Close TensorFlow Session

We are now done using TensorFlow, so we close the session to release its resources. Note that there are two TensorFlow-sessions so we close both, one session is inside the model-object.

# This has been commented out in case you want to modify and experiment
# with the Notebook without having to restart it.
# model.close()
# session.close()

Conclusion

In the previous Tutorial #06 it took 15 hours on a laptop PC to train a neural network for classifying the CIFAR-10 data-set with an accuracy of about 80% on the test-set.

In this tutorial we used the Inception model from Tutorial #07 to achieve a classification accuracy of about 90% on the CIFAR-10 data-set. This was done by feeding all the images from the CIFAR-10 data-set through the Inception model and caching the so-called transfer-values prior to the final classification layer. We then built another neural network that took these transfer-values as input and produced a CIFAR-10 class as output.

The CIFAR-10 data-set contains a total of 60,000 images. It took about 6 hours to calculate the transfer-values of the Inception model for all these images, using a laptop PC without a GPU. And training the new classifier on top of these transfer-values only took a few minutes. So the combined time-usage of this tranfer-learning was less than half the time it took to train a neural network directly for the CIFAR-10 data-set, and it achieved significantly higher classification accuracy.

So transfer-learning with the Inception model is useful for building an image classifier for your own data-set.

Exercises

These are a few suggestions for exercises that may help improve your skills with TensorFlow. It is important to get hands-on experience with TensorFlow in order to learn how to use it properly.

You may want to backup this Notebook and the other files before making any changes.

  • Try using the full training-set in the PCA and t-SNE plots. What happens?
  • Try changing the neural network for doing the new classification. What happens if you remove the fully-connected layer, or add more fully-connected layers?
  • What happens if you perform fewer or more optimization iterations?
  • What happens if you change the learning_rate for the optimizer?
  • How would you implement random distortions to the CIFAR-10 images as was done in Tutorial #06? You can no longer use the cache because each input image is different.
  • Try using the MNIST data-set instead of the CIFAR-10 data-set.
  • Explain to a friend how the program works.

License (MIT)

Copyright © 2016 by Magnus Erik Hvass Pedersen

Permission is hereby granted, free of charge, to any person obtaining a copy of this software and associated documentation files (the “Software”), to deal in the Software without restriction, including without limitation the rights to use, copy, modify, merge, publish, distribute, sublicense, and/or sell copies of the Software, and to permit persons to whom the Software is furnished to do so, subject to the following conditions:

The above copyright notice and this permission notice shall be included in all copies or substantial portions of the Software.

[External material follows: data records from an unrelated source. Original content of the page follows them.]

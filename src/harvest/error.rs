//! Error types for the harvest module

use crate::error::Error as CrateError;
use thiserror::Error;

/// Error type for harvest operations
#[derive(Debug, Error)]
pub enum HarvestError {
    /// HTTP client error
    #[error("HTTP error: {0}")]
    Http(#[from] reqwest::Error),

    /// The scrape target answered with a non-success status
    #[error("HTTP {status} from {url}")]
    Status {
        /// HTTP status code
        status: u16,
        /// Requested URL
        url: String,
    },

    /// URL parsing error
    #[error("URL parsing error: {0}")]
    UrlParse(#[from] url::ParseError),

    /// A CSS selector failed to parse
    #[error("Invalid selector '{selector}': {message}")]
    Selector {
        /// The selector source
        selector: String,
        /// Parser message
        message: String,
    },

    /// Invalid harvest configuration
    #[error("Invalid configuration: {0}")]
    Config(String),
}

impl From<HarvestError> for CrateError {
    fn from(err: HarvestError) -> Self {
        match err {
            HarvestError::Http(e) => CrateError::Http(e),
            HarvestError::UrlParse(e) => CrateError::Url(e),
            HarvestError::Status { status, url } => CrateError::Status { status, url },
            HarvestError::Config(msg) => CrateError::Config(msg),
            other => CrateError::Harvest(other.to_string()),
        }
    }
}
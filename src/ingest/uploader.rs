//! Sequential batch upload with partial-failure accounting

use std::collections::HashSet;
use std::time::Duration;

use serde::Serialize;
use tokio::sync::mpsc;
use tracing::{info, instrument, warn};

use super::config::{Endpoint, IngestConfig};
use super::schema::ConflictKey;
use super::transport::IngestTransport;

/// Largest number of invalid entries logged per batch
const MAX_LOGGED_INVALID: usize = 20;

/// Progress notification sent after each batch.
#[derive(Debug, Clone, PartialEq, Eq)]
pub struct BatchProgress {
    /// 1-based batch number
    pub batch: usize,
    pub total_batches: usize,
    pub size: usize,
    pub succeeded: bool,
}

/// Counters for one upload run.
#[derive(Debug, Clone, Default, PartialEq, Eq)]
pub struct UploadSummary {
    /// Payloads sent after deduplication
    pub total_records: usize,
    /// Payloads dropped as duplicates of an earlier conflict key
    pub duplicates: usize,
    pub total_batches: usize,
    pub total_upserted: usize,
    pub total_invalid: usize,
    pub failed_batches: usize,
}

impl UploadSummary {
    /// Every batch failed and nothing was written.
    pub fn is_total_failure(&self) -> bool {
        self.failed_batches > 0 && self.total_upserted == 0
    }
}

/// Keep the first payload of every conflict key.
///
/// Returns the kept payloads in input order and the number dropped.
pub fn dedup_by_conflict_key<P: ConflictKey>(payloads: Vec<P>) -> (Vec<P>, usize) {
    let mut seen = HashSet::new();
    let before = payloads.len();
    let kept: Vec<P> = payloads
        .into_iter()
        .filter(|p| seen.insert(p.conflict_key()))
        .collect();
    let dropped = before - kept.len();
    (kept, dropped)
}

/// Uploads payloads in fixed-size batches, one request at a time.
pub struct BatchUploader<T> {
    transport: T,
    batch_size: usize,
    batch_delay: Duration,
}

impl<T: IngestTransport> BatchUploader<T> {
    pub fn new(transport: T, config: &IngestConfig) -> Self {
        Self {
            transport,
            batch_size: config.batch_size.max(1),
            batch_delay: config.batch_delay,
        }
    }

    /// Deduplicate, chunk and send `payloads` to `endpoint`.
    ///
    /// A failed batch is logged and counted; the remaining batches are still
    /// sent. The fixed delay separates consecutive batches.
    #[instrument(skip(self, endpoint, payloads, progress), fields(path = endpoint.path(), records = payloads.len()))]
    pub async fn upload<P: Serialize + ConflictKey + Sync>(
        &self,
        endpoint: Endpoint,
        payloads: Vec<P>,
        progress: Option<mpsc::Sender<BatchProgress>>,
    ) -> UploadSummary {
        let (payloads, duplicates) = dedup_by_conflict_key(payloads);
        if duplicates > 0 {
            warn!("Dropped {} payloads with a duplicate conflict key", duplicates);
        }

        let total_batches = payloads.len().div_ceil(self.batch_size);
        let mut summary = UploadSummary {
            total_records: payloads.len(),
            duplicates,
            total_batches,
            ..UploadSummary::default()
        };

        for (i, batch) in payloads.chunks(self.batch_size).enumerate() {
            if i > 0 && !self.batch_delay.is_zero() {
                tokio::time::sleep(self.batch_delay).await;
            }

            let number = i + 1;
            let succeeded = match self.transport.send_batch(endpoint, batch).await {
                Ok(response) => {
                    let upserted = response.upserted.unwrap_or(batch.len());
                    summary.total_upserted += upserted;
                    if response.invalid_count > 0 {
                        summary.total_invalid += response.invalid_count;
                        for entry in response.invalid.iter().flatten().take(MAX_LOGGED_INVALID) {
                            warn!("  invalid row {}: {}", entry.index, entry.reason);
                        }
                    }
                    info!(
                        "Batch {}/{}: upserted {} (invalid {})",
                        number, total_batches, upserted, response.invalid_count
                    );
                    true
                }
                Err(e) => {
                    warn!("Batch {}/{} failed: {}", number, total_batches, e);
                    summary.failed_batches += 1;
                    false
                }
            };

            if let Some(progress) = &progress {
                let _ = progress
                    .send(BatchProgress {
                        batch: number,
                        total_batches,
                        size: batch.len(),
                        succeeded,
                    })
                    .await;
            }
        }

        info!(
            "Upload finished: {} upserted, {} invalid, {}/{} batches failed",
            summary.total_upserted, summary.total_invalid, summary.failed_batches, total_batches
        );
        summary
    }
}
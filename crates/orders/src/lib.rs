//! Order lifecycle domain for the storefront order engine.
//!
//! This crate provides:
//! - the Order aggregate and its status state machine
//! - the OrderRepository contract with its conditional-update
//!   (compare-and-set) primitive, plus in-memory and PostgreSQL
//!   implementations
//! - the OrderService implementing creation, cancellation, admin
//!   status transitions, and the public tracking projection

pub mod error;
pub mod memory;
pub mod order;
pub mod postgres;
pub mod repository;
pub mod service;
pub mod status;

pub use error::OrderError;
pub use memory::InMemoryOrderRepository;
pub use order::{Order, OrderItem, ShippingAddress, StatusChange};
pub use postgres::PostgresOrderRepository;
pub use repository::{OrderFilter, OrderPatch, OrderRepository, RepositoryError, UpdateGuard};
pub use service::{CreateOrder, OrderService, RequestedItem, TrackingInfo, UpdateStatus};
pub use status::{OrderStatus, PaymentMethod, PaymentStatus};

THE SOFTWARE IS PROVIDED “AS IS”, WITHOUT WARRANTY OF ANY KIND, EXPRESS OR IMPLIED, INCLUDING BUT NOT LIMITED TO THE WARRANTIES OF MERCHANTABILITY, FITNESS FOR A PARTICULAR PURPOSE AND NONINFRINGEMENT. IN NO EVENT SHALL THE AUTHORS OR COPYRIGHT HOLDERS BE LIABLE FOR ANY CLAIM, DAMAGES OR OTHER LIABILITY, WHETHER IN AN ACTION OF CONTRACT, TORT OR OTHERWISE, ARISING FROM, OUT OF OR IN CONNECTION WITH THE SOFTWARE OR THE USE OR OTHER DEALINGS IN THE SOFTWARE.